[Linux-cluster] gfs2, kvm setup

Thu Jul 10 09:26:54 UTC 2008

J. Bruce Fields wrote:
> On Wed, Jul 09, 2008 at 04:50:14PM +0100, Christine Caulfield wrote:
>> J. Bruce Fields wrote:
>>> On Wed, Jul 09, 2008 at 09:51:02AM +0100, Christine Caulfield wrote:
>>>> Steven Whitehouse wrote:
>>>>> Hi,
>>>>>
>>>>> On Tue, 2008-07-08 at 18:15 -0400, J. Bruce Fields wrote:
>>>>>> On Mon, Jul 07, 2008 at 02:49:28PM -0400, bfields wrote:
>>>>>>> On Mon, Jul 07, 2008 at 10:48:28AM -0500, David Teigland wrote:
>>>>>>>> On Sun, Jul 06, 2008 at 05:51:05PM -0400, J. Bruce Fields wrote:
>>>>>>>>> -	write(control_fd, in, sizeof(struct gdlm_plock_info));
>>>>>>>>> +	write(control_fd, in, sizeof(struct dlm_plock_info));
>>>>>>>> Gah, sorry, I keep fixing that and it keeps reappearing.
>>>>>>>>
>>>>>>>>
>>>>>>>>> Jul  1 14:06:42 piglet2 kernel: dlm: connect from non cluster node
>>>>>>>>> It looks like dlm_new_workspace() is waiting on dlm_recoverd, which is
>>>>>>>>> in "D" state in dlm_rcom_status(), so I guess the second node isn't
>>>>>>>>> getting some dlm reply it expects?

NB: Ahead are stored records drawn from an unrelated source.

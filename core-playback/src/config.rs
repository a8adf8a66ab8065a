//! # Playback Configuration
//!
//! Tuning knobs for buffering, gapless handoff and queue behaviour.

use serde::{Deserialize, Serialize};
use std::time::Duration;

/// Seconds treated as "the whole track" when `buffer_length_secs` is 0.
const WHOLE_TRACK_SECS: u64 = 86_400;

/// Playback coordinator configuration.
#[derive(Debug, Clone, PartialEq, Serialize, Deserialize)]
pub struct PlaybackConfig {
    /// Prepare a second player for the successor and chain it.
    ///
    /// Default: true.
    #[serde(default = "default_gapless_enabled")]
    pub gapless_enabled: bool,

    /// Seconds of audio that must be on disk ahead of the play position
    /// before a partially downloaded track starts. 0 waits for the whole track.
    ///
    /// Default: 5.
    #[serde(default = "default_buffer_length_secs")]
    pub buffer_length_secs: u64,

    /// Lower bound for the buffer target, in bytes.
    ///
    /// Default: 100 000.
    #[serde(default = "default_min_buffer_bytes")]
    pub min_buffer_bytes: u64,

    /// A completion reported earlier than `duration - tolerance` is treated
    /// as a buffer underrun rather than the end of the track.
    ///
    /// Default: 1000 ms.
    #[serde(default = "default_early_completion_tolerance_ms")]
    pub early_completion_tolerance_ms: u64,

    /// `previous()` restarts the current track past this position.
    ///
    /// Default: 5000 ms.
    #[serde(default = "default_restart_threshold_ms")]
    pub restart_threshold_ms: u64,

    /// Interval of the buffering wait loop.
    #[serde(default = "default_buffer_poll_interval")]
    pub buffer_poll_interval: Duration,

    /// Delay before the first successor readiness check.
    #[serde(default = "default_successor_initial_delay")]
    pub successor_initial_delay: Duration,

    /// Interval of the successor readiness loop.
    #[serde(default = "default_successor_poll_interval")]
    pub successor_poll_interval: Duration,

    /// Interval of the position sampler while playing.
    #[serde(default = "default_position_poll_interval")]
    pub position_poll_interval: Duration,

    /// Target length of the endless shuffle queue.
    ///
    /// Default: 20.
    #[serde(default = "default_shuffle_queue_length")]
    pub shuffle_queue_length: usize,

    /// Entries kept before the current one when the shuffle window shifts.
    ///
    /// Default: 2.
    #[serde(default = "default_shuffle_lookback")]
    pub shuffle_lookback: usize,

    /// Empty the queue when playback runs off its end with repeat off.
    #[serde(default)]
    pub clear_playlist_on_end: bool,

    /// Delete a track's server bookmark once it plays to completion.
    #[serde(default = "default_clear_bookmark_on_completion")]
    pub clear_bookmark_on_completion: bool,

    /// Report now-playing and completed tracks to the music service.
    #[serde(default)]
    pub scrobble_enabled: bool,

    /// URI prefix of tracks played through the external streaming SDK.
    #[serde(default = "default_streaming_uri_scheme")]
    pub streaming_uri_scheme: String,

    /// Bitrate assumed for tracks without one, in kbit/s.
    #[serde(default = "default_fallback_bitrate_kbps")]
    pub fallback_bitrate_kbps: u32,
}

impl Default for PlaybackConfig {
    fn default() -> Self {
        Self {
            gapless_enabled: default_gapless_enabled(),
            buffer_length_secs: default_buffer_length_secs(),
            min_buffer_bytes: default_min_buffer_bytes(),
            early_completion_tolerance_ms: default_early_completion_tolerance_ms(),
            restart_threshold_ms: default_restart_threshold_ms(),
            buffer_poll_interval: default_buffer_poll_interval(),
            successor_initial_delay: default_successor_initial_delay(),
            successor_poll_interval: default_successor_poll_interval(),
            position_poll_interval: default_position_poll_interval(),
            shuffle_queue_length: default_shuffle_queue_length(),
            shuffle_lookback: default_shuffle_lookback(),
            clear_playlist_on_end: false,
            clear_bookmark_on_completion: default_clear_bookmark_on_completion(),
            scrobble_enabled: false,
            streaming_uri_scheme: default_streaming_uri_scheme(),
            fallback_bitrate_kbps: default_fallback_bitrate_kbps(),
        }
    }
}

impl PlaybackConfig {
    pub fn new() -> Self {
        Self::default()
    }

    /// Start only once the whole track is on disk and skip the second player.
    ///
    /// - No partial-file playback
    /// - Gapless handoff disabled
    pub fn conservative() -> Self {
        Self {
            gapless_enabled: false,
            buffer_length_secs: 0,
            ..Self::default()
        }
    }

    /// Start as early as possible.
    pub fn low_latency() -> Self {
        Self {
            buffer_length_secs: 2,
            min_buffer_bytes: 32 * 1024,
            successor_initial_delay: Duration::from_secs(1),
            ..Self::default()
        }
    }

    pub fn with_gapless(mut self, enabled: bool) -> Self {
        self.gapless_enabled = enabled;
        self
    }

    pub fn with_buffer_length_secs(mut self, secs: u64) -> Self {
        self.buffer_length_secs = secs;
        self
    }

    pub fn with_clear_playlist_on_end(mut self, enabled: bool) -> Self {
        self.clear_playlist_on_end = enabled;
        self
    }

    pub fn with_clear_bookmark_on_completion(mut self, enabled: bool) -> Self {
        self.clear_bookmark_on_completion = enabled;
        self
    }

    pub fn with_scrobbling(mut self, enabled: bool) -> Self {
        self.scrobble_enabled = enabled;
        self
    }

    pub fn with_shuffle_queue_length(mut self, length: usize) -> Self {
        self.shuffle_queue_length = length;
        self
    }

    pub fn with_streaming_uri_scheme(mut self, scheme: impl Into<String>) -> Self {
        self.streaming_uri_scheme = scheme.into();
        self
    }

    /// Buffer window in seconds, resolving 0 to the whole track.
    pub fn effective_buffer_secs(&self) -> u64 {
        if self.buffer_length_secs == 0 {
            WHOLE_TRACK_SECS
        } else {
            self.buffer_length_secs
        }
    }

    /// Bytes that must be on disk before playing a partial file from `position_ms`.
    ///
    /// The byte offset of the position plus a buffer window, both derived
    /// from the bitrate, capped at the expected file size when known.
    pub fn buffer_target_bytes(
        &self,
        bitrate_kbps: Option<u32>,
        position_ms: u64,
        expected_bytes: Option<u64>,
    ) -> u64 {
        let bitrate = u64::from(bitrate_kbps.unwrap_or(self.fallback_bitrate_kbps));
        let offset = position_ms.saturating_mul(bitrate) / 8;
        let window = (bitrate * 1024 / 8).saturating_mul(self.effective_buffer_secs());
        let target = offset.saturating_add(window.max(self.min_buffer_bytes));

        match expected_bytes {
            Some(expected) if expected > 0 => target.min(expected),
            _ => target,
        }
    }

    /// Validate configuration values.
    pub fn validate(&self) -> Result<(), String> {
        if self.buffer_poll_interval.is_zero()
            || self.successor_poll_interval.is_zero()
            || self.position_poll_interval.is_zero()
        {
            return Err("poll intervals must be greater than 0".to_string());
        }

        if self.shuffle_queue_length == 0 {
            return Err("shuffle_queue_length must be > 0".to_string());
        }

        if self.shuffle_lookback >= self.shuffle_queue_length {
            return Err("shuffle_lookback must be smaller than shuffle_queue_length".to_string());
        }

        if self.streaming_uri_scheme.is_empty() {
            return Err("streaming_uri_scheme cannot be empty".to_string());
        }

        if self.fallback_bitrate_kbps == 0 {
            return Err("fallback_bitrate_kbps must be > 0".to_string());
        }

        Ok(())
    }
}

// ============================================================================
// Default Functions (for serde)
// ============================================================================

fn default_gapless_enabled() -> bool {
    true
}

fn default_buffer_length_secs() -> u64 {
    5
}

fn default_min_buffer_bytes() -> u64 {
    100_000
}

fn default_early_completion_tolerance_ms() -> u64 {
    1000
}

fn default_restart_threshold_ms() -> u64 {
    5000
}

fn default_buffer_poll_interval() -> Duration {
    Duration::from_secs(1)
}

fn default_successor_initial_delay() -> Duration {
    Duration::from_secs(5)
}

fn default_successor_poll_interval() -> Duration {
    Duration::from_secs(5)
}

fn default_position_poll_interval() -> Duration {
    Duration::from_millis(25)
}

fn default_shuffle_queue_length() -> usize {
    20
}

fn default_shuffle_lookback() -> usize {
    2
}

fn default_clear_bookmark_on_completion() -> bool {
    true
}

fn default_streaming_uri_scheme() -> String {
    "spotify:".to_string()
}

fn default_fallback_bitrate_kbps() -> u32 {
    160
}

>>>>>>>> dlm inter-node communication is not working here for some reason.  There
>>>>>>>> must be something unusual with the way the network is configured on the
>>>>>>>> nodes, and/or a problem with the way the cluster code is applying the
>>>>>>>> network config to the dlm.
>>>>>>>>
>>>>>>>> Ah, I just remembered what this sounds like; we see this kind of thing
>>>>>>>> when a network interface has multiple IP addresses, and/or routing is
>>>>>>>> configured strangely.  Others cc'ed could offer better details on exactly
>>>>>>>> what to look for.
>>>>>>> OK, thanks!  I'm trying to run gfs2 on 4 kvm machines, I'm an expert on
>>>>>>> neither, and it's entirely likely there's some obvious misconfiguration.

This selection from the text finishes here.